All that work! I wish I knew how to use Mathematica better...
posted by Blazecock Pileon at 4:49 PM on April 28, 2007


Very elegant Wolfdog! Yes, like BP, I wish my Mathematica foo was better. This whole thread has been quite illuminating.
posted by rasputin98 at 5:25 PM on April 28, 2007


So... full disclosure, I failed college calculus twice and this discussion was over my head by the third answer. What I'm gathering is that it would be a better use of time (and probably easier) to work on a good best-case-failure algorithm than to try to crack this nut, right?
posted by sonofslim at 10:43 PM on April 28, 2007


If you need to know the largest number of rounds that can be run according to your criteria - that is, "What's the very largest number of rounds can we run before some two people have to be in the same group again" - then, yes, unfortunately, finding that number is a computationally intractable problem.

But the fact that finding the largest possible number (and being certain it's largest) is hard doesn't mean you can't have some success constructing reasonably large solutions. If I were doing this for a practical application, here's how I'd most likely start:

First,

1. Construct one set of swap groups for the first round. (You might as well just number the people in the group and put them in groups by order for the first set, just like you did in your example.)

Then,

2. Check to see if it's possible to add another round to the rounds we've already done.
3. If so, add a round by constructing a new set of swap groups compatible with the ones we already have. If there are any choices to be made, make them randomly. Then return to step 2.
3. Otherwise, stop and print out the list.

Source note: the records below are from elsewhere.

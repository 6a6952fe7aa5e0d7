use serde::de::{MapAccess, Visitor};
use serde::{Deserialize, Deserializer};
use std::fmt;
use std::marker::PhantomData;

/// Declared type of a field.
///
/// The serialized names follow the blueprint vocabulary; the variant names
/// describe what the field holds. Unknown types deserialize to `Other` and
/// are never translated.
#[derive(Debug, Clone, Copy, PartialEq, Eq, Deserialize)]
#[serde(rename_all = "lowercase")]
pub enum FieldKind {
    #[serde(rename = "text")]
    PlainText,
    Code,
    Markdown,
    #[serde(rename = "textarea")]
    MultilineText,
    Slug,
    Array,
    List,
    Table,
    #[serde(rename = "taggable")]
    TagList,
    #[serde(rename = "bard")]
    RichText,
    Group,
    Grid,
    Replicator,
    #[serde(other)]
    Other,
}

/// One field of a blueprint.
#[derive(Debug, Clone, Deserialize)]
pub struct FieldDescriptor {
    pub handle: String,
    #[serde(rename = "field")]
    pub config: FieldConfig,
}

impl FieldDescriptor {
    pub fn kind(&self) -> FieldKind {
        self.config.kind
    }

    pub fn is_localizable(&self) -> bool {
        self.config.localizable
    }
}

#[derive(Debug, Clone, Deserialize)]
pub struct FieldConfig {
    #[serde(rename = "type")]
    pub kind: FieldKind,

    #[serde(default)]
    pub localizable: bool,

    /// Child fields of `group` and `grid` fields.
    #[serde(default)]
    pub fields: Vec<FieldDescriptor>,

    /// Set groups of `replicator` and `bard` fields, in declaration order.
    #[serde(default, deserialize_with = "deserialize_set_groups")]
    pub sets: Option<Vec<SetGroup>>,
}

/// A named group of variant sets.
#[derive(Debug, Clone)]
pub struct SetGroup {
    pub handle: String,
    pub display: Option<String>,
    pub sets: Vec<SetDefinition>,
}

/// One variant of a polymorphic field, selected by an element's `type`.
#[derive(Debug, Clone)]
pub struct SetDefinition {
    pub handle: String,
    pub display: Option<String>,
    pub fields: Vec<FieldDescriptor>,
}

#[derive(Deserialize)]
struct SetGroupBody {
    #[serde(default)]
    display: Option<String>,
    #[serde(default)]
    sets: OrderedMap<SetBody>,
}

#[derive(Deserialize)]
struct SetBody {
    #[serde(default)]
    display: Option<String>,
    #[serde(default)]
    fields: Vec<FieldDescriptor>,
}

fn deserialize_set_groups<'de, D>(deserializer: D) -> Result<Option<Vec<SetGroup>>, D::Error>
where
    D: Deserializer<'de>,
{
    let groups: Option<OrderedMap<SetGroupBody>> = Option::deserialize(deserializer)?;

    Ok(groups.map(|groups| {
        groups
            .0
            .into_iter()
            .map(|(handle, group)| SetGroup {
                handle,
                display: group.display,
                sets: group
                    .sets
                    .0
                    .into_iter()
                    .map(|(handle, set)| SetDefinition {
                        handle,
                        display: set.display,
                        fields: set.fields,
                    })
                    .collect(),
            })
            .collect()
    }))
}

/// JSON object read as a list of entries, keeping document order and
/// duplicate keys.
struct OrderedMap<T>(Vec<(String, T)>);

impl<T> Default for OrderedMap<T> {
    fn default() -> Self {
        Self(Vec::new())
    }
}

impl<'de, T: Deserialize<'de>> Deserialize<'de> for OrderedMap<T> {
    fn deserialize<D>(deserializer: D) -> Result<Self, D::Error>
    where
        D: Deserializer<'de>,
    {
        struct OrderedMapVisitor<T>(PhantomData<T>);

        impl<'de, T: Deserialize<'de>> Visitor<'de> for OrderedMapVisitor<T> {
            type Value = OrderedMap<T>;

            fn expecting(&self, formatter: &mut fmt::Formatter) -> fmt::Result {
                formatter.write_str("a map")
            }

            fn visit_map<A>(self, mut access: A) -> Result<Self::Value, A::Error>
            where
                A: MapAccess<'de>,
            {
                let mut entries = Vec::with_capacity(access.size_hint().unwrap_or(0));
                while let Some((key, value)) = access.next_entry::<String, T>()? {
                    entries.push((key, value));
                }
                Ok(OrderedMap(entries))
            }
        }

        deserializer.deserialize_map(OrderedMapVisitor(PhantomData))
    }
}

/// Parse a blueprint field list from JSON.
pub fn parse_blueprint(json: &str) -> serde_json::Result<Vec<FieldDescriptor>> {
    serde_json::from_str(json)
}
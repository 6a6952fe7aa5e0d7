use crate::generation::GenerationError;
use crate::retry::Retryable;
use thiserror::Error;

/// Message shown when the action is triggered on an item without an origin.
pub const NO_ORIGIN_MESSAGE: &str = "This action is only available for items with an origin.";

#[derive(Debug, Error)]
pub enum TranslateError {
    /// The trigger supplied no item to translate.
    #[error("No item was selected for translation")]
    NoItem,

    #[error("{}", NO_ORIGIN_MESSAGE)]
    PreconditionFailed,

    #[error("Field '{field}' has no set named '{variant}'")]
    UnresolvableVariant { field: String, variant: String },

    #[error("No translation provider and model are configured")]
    NotConfigured,

    #[error("Translation failed: {0}")]
    GenerationFailed(#[from] GenerationError),

    #[error(transparent)]
    Store(#[from] anyhow::Error),
}

impl TranslateError {
    /// True for failures that may succeed when the run is triggered again.
    pub fn is_retryable(&self) -> bool {
        match self {
            TranslateError::GenerationFailed(error) => error.is_retryable(),
            _ => false,
        }
    }
}
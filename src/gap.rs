use crate::resolver::EligibleTree;
use serde_json::Value;

/// Handles of `tree` that are absent from `item`, in tree order.
///
/// An item that is not a map (missing, `null`, a list) has no keys, so
/// every handle is returned.
pub fn handles_to_translate<'a>(tree: &EligibleTree<'a>, item: &Value) -> Vec<&'a str> {
    missing_keys(tree.handles(), item)
}

/// Keys of `keys` that `item` does not have, in the given order.
pub fn missing_keys<'k>(keys: impl IntoIterator<Item = &'k str>, item: &Value) -> Vec<&'k str> {
    let present = item.as_object();
    keys.into_iter()
        .filter(|key| !present.is_some_and(|map| map.contains_key(*key)))
        .collect()
}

Now, it's unlikely you'll get a list of the largest possible number of rounds right off the bat. But because of the randomization, you can rerun this until you get a list with as many rounds as you want, or you become convinced that such a list is very unlikely to exist. I believe you'll find that reasonably large solutions turn up fairly quickly; then it's just a matter of how many times you want to rerun it trying for something better.

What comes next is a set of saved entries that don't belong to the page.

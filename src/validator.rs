use regex::Regex;
use std::sync::OnceLock;

/// Validation report containing errors and warnings about a translation.
#[derive(Debug, Clone, Default, PartialEq, Eq)]
pub struct ValidationReport {
    /// The translation is very likely unusable
    pub errors: Vec<String>,

    /// Something that should have been preserved differs
    pub warnings: Vec<String>,
}

impl ValidationReport {
    pub fn new() -> Self {
        Self::default()
    }

    pub fn has_errors(&self) -> bool {
        !self.errors.is_empty()
    }

    pub fn has_warnings(&self) -> bool {
        !self.warnings.is_empty()
    }

    pub fn is_clean(&self) -> bool {
        !self.has_errors() && !self.has_warnings()
    }
}

pub struct TranslationValidator;

static TAG_REGEX: OnceLock<Regex> = OnceLock::new();
static URL_REGEX: OnceLock<Regex> = OnceLock::new();
static PLACEHOLDER_REGEX: OnceLock<Regex> = OnceLock::new();
static MARKDOWN_LINK_REGEX: OnceLock<Regex> = OnceLock::new();

impl TranslationValidator {
    /// Compare `translated` against `original`.
    pub fn validate(original: &str, translated: &str) -> ValidationReport {
        let mut report = ValidationReport::new();

        if !original.trim().is_empty() && translated.trim().is_empty() {
            report
                .errors
                .push("Translation is empty but the original is not".to_string());
            return report;
        }

        let orig_tags = Self::extract_tags(original);
        let trans_tags = Self::extract_tags(translated);
        if orig_tags != trans_tags {
            report.warnings.push(format!(
                "HTML structure mismatch: original has {:?}, translation has {:?}",
                orig_tags, trans_tags
            ));
        }

        let orig_urls = Self::extract_urls(original);
        let trans_urls = Self::extract_urls(translated);
        if orig_urls != trans_urls {
            report.warnings.push(format!(
                "URL mismatch: original has {} URLs, translation has {} URLs",
                orig_urls.len(),
                trans_urls.len()
            ));
        }

        let orig_placeholders = Self::extract_placeholders(original);
        let trans_placeholders = Self::extract_placeholders(translated);
        if orig_placeholders != trans_placeholders {
            report.warnings.push(format!(
                "Placeholder mismatch: original has {:?}, translation has {:?}",
                orig_placeholders, trans_placeholders
            ));
        }

        let orig_md_links = Self::extract_markdown_links(original);
        let trans_md_links = Self::extract_markdown_links(translated);
        if orig_md_links.len() != trans_md_links.len() {
            report.warnings.push(format!(
                "Markdown link count mismatch: original has {}, translation has {}",
                orig_md_links.len(),
                trans_md_links.len()
            ));
        }

        report
    }

    /// Tag names in document order, closing tags prefixed with `/`.
    fn extract_tags(text: &str) -> Vec<String> {
        let regex = TAG_REGEX.get_or_init(|| Regex::new(r"<(/?)([a-zA-Z][a-zA-Z0-9]*)\b[^>]*>").unwrap());

        regex
            .captures_iter(text)
            .map(|cap| format!("{}{}", &cap[1], cap[2].to_ascii_lowercase()))
            .collect()
    }

    fn extract_urls(text: &str) -> Vec<String> {
        let regex = URL_REGEX.get_or_init(|| Regex::new(r#"https?://[^\s)\]"'<>]+"#).unwrap());

        regex
            .find_iter(text)
            .map(|m| m.as_str().to_string())
            .collect()
    }

    /// `{{ name }}` template placeholders, whitespace-normalized.
    fn extract_placeholders(text: &str) -> Vec<String> {
        let regex = PLACEHOLDER_REGEX.get_or_init(|| Regex::new(r"\{\{\s*([^{}]*?)\s*\}\}").unwrap());

        regex
            .captures_iter(text)
            .map(|cap| format!("{{{{ {} }}}}", &cap[1]))
            .collect()
    }

    fn extract_markdown_links(text: &str) -> Vec<String> {
        let regex =
            MARKDOWN_LINK_REGEX.get_or_init(|| Regex::new(r"\[([^\]]+)\]\(([^)]+)\)").unwrap());

        regex
            .find_iter(text)
            .map(|m| m.as_str().to_string())
            .collect()
    }
}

Step 2, the checking part, shouldn't be too hard if you maintain a list of all pairs of people that have been grouped together up to the current point.
posted by Wolfdog at 6:47 AM on April 29, 2007


I found this paper about the social golfers problem; looks interesting and I'm hoping I can make my way through the math. * sharpens pencil *

I do have a real-world application in mind for this, I'm sure I would have ended up chasing my tail without everyone's help. Interesting stuff to think about nonetheless. Thanks a bunch!
posted by sonofslim at 8:34 AM on April 29, 2007


With a set of size N and subsets of size K, consider the subsets of which you are a member. You have K-1 fellow members in each set. And your fellow members must be different in each set. So there can be no more than (N-1)/(K-1) rounds, otherwise you would be grouped with someone in more than one round.